Надя отрицательно покачала головой.
– Вот! – довольный, улыбнулся Юра. – Ты не знаешь. Ты веришь. Тому, что сказали другие. Так все и живут. Сами не знают, но верят другим. А вот что ты знаешь сама? Того, что не знают другие? – Он вдруг замолчал, быстро окинул Надю торопливым взглядом: – Слушай, а почему ты на протезах?
– Так, – Надя как-то странно улыбнулась, потупилась, – потом как-нибудь расскажу…
На следующий день они вдвоем с папой купили для Юры в секонд-хенде джинсы, пару маек и толстовку, а из продуктового магазина мама принесла теплый осетинский пирог с мясом. Все вместе они собрали дома большую сумку с книгами.
– А почему лодка разбита и весла сломаны? – Наталья Владимировна кивнула на рисунок, – он же не сможет на ней уплыть…
Надя сдвинула брови, опустила глаза, задумалась.
6
Пришел отец Илья. Бодрой походкой зашел в комнату, прикоснулся к наперсному кресту на груди, зажег лампадку, перекрестился на икону Богоматери:
– Здравствуй, Надя. Ты выглядишь лучше, чем в прошлый раз.
Надя в одежде, неподвижно, как мумия, лежала на постели. Время от времени она чиркала зажигалкой и долго, не мигая смотрела на огонек пламени.
Священник поправил черную рясу:
– А к исповеди приготовилась?
– Отец Илья, вы опять за старое? – безразличным тоном проговорила Надя. – Может, не надо, а?
Священник смущенно поправил скуфью:
– Крестик-то хоть надела?
– Нет…
Отец Илья присел на стул:
– Ничего… Трудности для смирения полезны. Я хочу тебе помочь полюбить новую жизнь.
Надя отбросила зажигалку, приподнялась на локтях, с вызовом посмотрела на священника:
– А если мне не нужна новая? Если я хочу старую?
Отец Илья вздохнул:
– Прежнего не вернуть. Но Господь милостив. Он может дать тебе духовную жизнь. И в твоих силах полюбить ее так сильно, чтобы уже никогда не вернуться к прежней. Ты должна жить духом, а не плотью…
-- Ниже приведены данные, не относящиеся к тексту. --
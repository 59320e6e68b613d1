//! Heuristic constants for planning, routing, scheduling, continuity and
//! assembly, plus the overridable [`PipelineTuning`] bundle.
//!
//! The values are deliberately kept as named constants. Callers override
//! them per run through [`PipelineTuning`] rather than editing the tables.

use std::time::Duration;

use serde::{Deserialize, Serialize};

use crate::error::CoreError;
use crate::threshold_validation::{validate_positive, validate_score_range};

// ---------------------------------------------------------------------------
// Constants
// ---------------------------------------------------------------------------

/// Length of one planned clip in seconds.
pub const DEFAULT_CLIP_DURATION_SECS: f64 = 5.0;

/// Upper bound on the requested total duration of one video.
pub const MAX_TOTAL_DURATION_SECS: f64 = 3600.0;

/// Number of generation jobs dispatched concurrently per batch.
pub const DEFAULT_BATCH_SIZE: usize = 5;

/// Pause between batches to respect backend rate limits.
pub const DEFAULT_INTER_BATCH_DELAY_MS: u64 = 2000;

/// Regeneration attempts allowed per scene before its clip is final.
pub const DEFAULT_MAX_RETRIES: u32 = 3;

/// Clips scoring below this continuity value are regenerated.
pub const DEFAULT_CONTINUITY_THRESHOLD: f64 = 70.0;

/// Continuity bonus when the preceding clip came from the same model.
pub const SAME_MODEL_CONTINUITY_BONUS: f64 = 5.0;

/// Router bonus when a scene type is in the model's best-for set.
pub const BEST_FOR_BONUS: f64 = 20.0;

/// Router bonus when the scene fits within the model's maximum duration.
pub const DURATION_FIT_BONUS: f64 = 10.0;

/// Weight applied to a model's speed score by the router.
pub const SPEED_WEIGHT: f64 = 0.1;

/// Crossfade length between adjacent clips in seconds.
pub const DEFAULT_CROSSFADE_SECS: f64 = 0.5;

/// Target frame rate for the interpolation pass.
pub const DEFAULT_INTERPOLATION_FPS: u32 = 60;

// ---------------------------------------------------------------------------
// PipelineTuning
// ---------------------------------------------------------------------------

/// Overridable copy of every heuristic constant used by one run.
#[derive(Debug, Clone, PartialEq, Serialize, Deserialize)]
#[serde(default)]
pub struct PipelineTuning {
    pub clip_duration_secs: f64,
    pub max_total_duration_secs: f64,
    pub batch_size: usize,
    pub inter_batch_delay_ms: u64,
    pub max_retries: u32,
    pub continuity_threshold: f64,
    pub same_model_bonus: f64,
    pub best_for_bonus: f64,
    pub duration_fit_bonus: f64,
    pub speed_weight: f64,
    pub crossfade_secs: f64,
    pub interpolation_fps: u32,
}

impl Default for PipelineTuning {
    fn default() -> Self {
        Self {
            clip_duration_secs: DEFAULT_CLIP_DURATION_SECS,
            max_total_duration_secs: MAX_TOTAL_DURATION_SECS,
            batch_size: DEFAULT_BATCH_SIZE,
            inter_batch_delay_ms: DEFAULT_INTER_BATCH_DELAY_MS,
            max_retries: DEFAULT_MAX_RETRIES,
            continuity_threshold: DEFAULT_CONTINUITY_THRESHOLD,
            same_model_bonus: SAME_MODEL_CONTINUITY_BONUS,
            best_for_bonus: BEST_FOR_BONUS,
            duration_fit_bonus: DURATION_FIT_BONUS,
            speed_weight: SPEED_WEIGHT,
            crossfade_secs: DEFAULT_CROSSFADE_SECS,
            interpolation_fps: DEFAULT_INTERPOLATION_FPS,
        }
    }
}

impl PipelineTuning {
    pub fn inter_batch_delay(&self) -> Duration {
        Duration::from_millis(self.inter_batch_delay_ms)
    }

    /// Check that every value is usable.
    pub fn validate(&self) -> Result<(), CoreError> {
        validate_positive(self.clip_duration_secs, "clip_duration_secs")?;
        validate_positive(self.max_total_duration_secs, "max_total_duration_secs")?;
        if self.batch_size == 0 {
            return Err(CoreError::Validation(
                "batch_size must be at least 1".to_string(),
            ));
        }
        validate_score_range(self.continuity_threshold, "continuity_threshold")?;
        if self.same_model_bonus < 0.0 || self.best_for_bonus < 0.0 || self.duration_fit_bonus < 0.0
        {
            return Err(CoreError::Validation(
                "bonus values must not be negative".to_string(),
            ));
        }
        if self.speed_weight < 0.0 {
            return Err(CoreError::Validation(format!(
                "speed_weight must not be negative, got {}",
                self.speed_weight
            )));
        }
        if self.crossfade_secs < 0.0 {
            return Err(CoreError::Validation(format!(
                "crossfade_secs must not be negative, got {}",
                self.crossfade_secs
            )));
        }
        if self.interpolation_fps == 0 {
            return Err(CoreError::Validation(
                "interpolation_fps must be at least 1".to_string(),
            ));
        }
        Ok(())
    }
}

#[cfg(test)]
mod tests {
    use super::*;

    #[test]
    fn defaults_are_valid() {
        assert!(PipelineTuning::default().validate().is_ok());
    }

    #[test]
    fn defaults_mirror_constants() {
        let t = PipelineTuning::default();
        assert_eq!(t.batch_size, DEFAULT_BATCH_SIZE);
        assert_eq!(t.max_retries, DEFAULT_MAX_RETRIES);
        assert_eq!(t.inter_batch_delay(), Duration::from_millis(2000));
    }

    #[test]
    fn zero_batch_size_rejected() {
        let t = PipelineTuning {
            batch_size: 0,
            ..Default::default()
        };
        assert!(t.validate().is_err());
    }

    #[test]
    fn threshold_out_of_range_rejected() {
        let t = PipelineTuning {
            continuity_threshold: 120.0,
            ..Default::default()
        };
        assert!(t.validate().is_err());
    }

    #[test]
    fn partial_json_fills_defaults() {
        let t: PipelineTuning = serde_json::from_str(r#"{"batch_size": 2}"#).unwrap();
        assert_eq!(t.batch_size, 2);
        assert_eq!(t.clip_duration_secs, DEFAULT_CLIP_DURATION_SECS);
    }
}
– Но вы же говорили, что тело и дух едины? Как же мне их разорвать? Куда мне деть свое уродское тело?
– Никуда. Оно всегда будет с тобой. Это может тебе не нравиться. Как сорокаградусный мороз зимой. Но делать нечего. Мы приспосабливаемся. Тепло одеваемся и пьем витамины, чтобы не заболеть. Тебе нравится зима?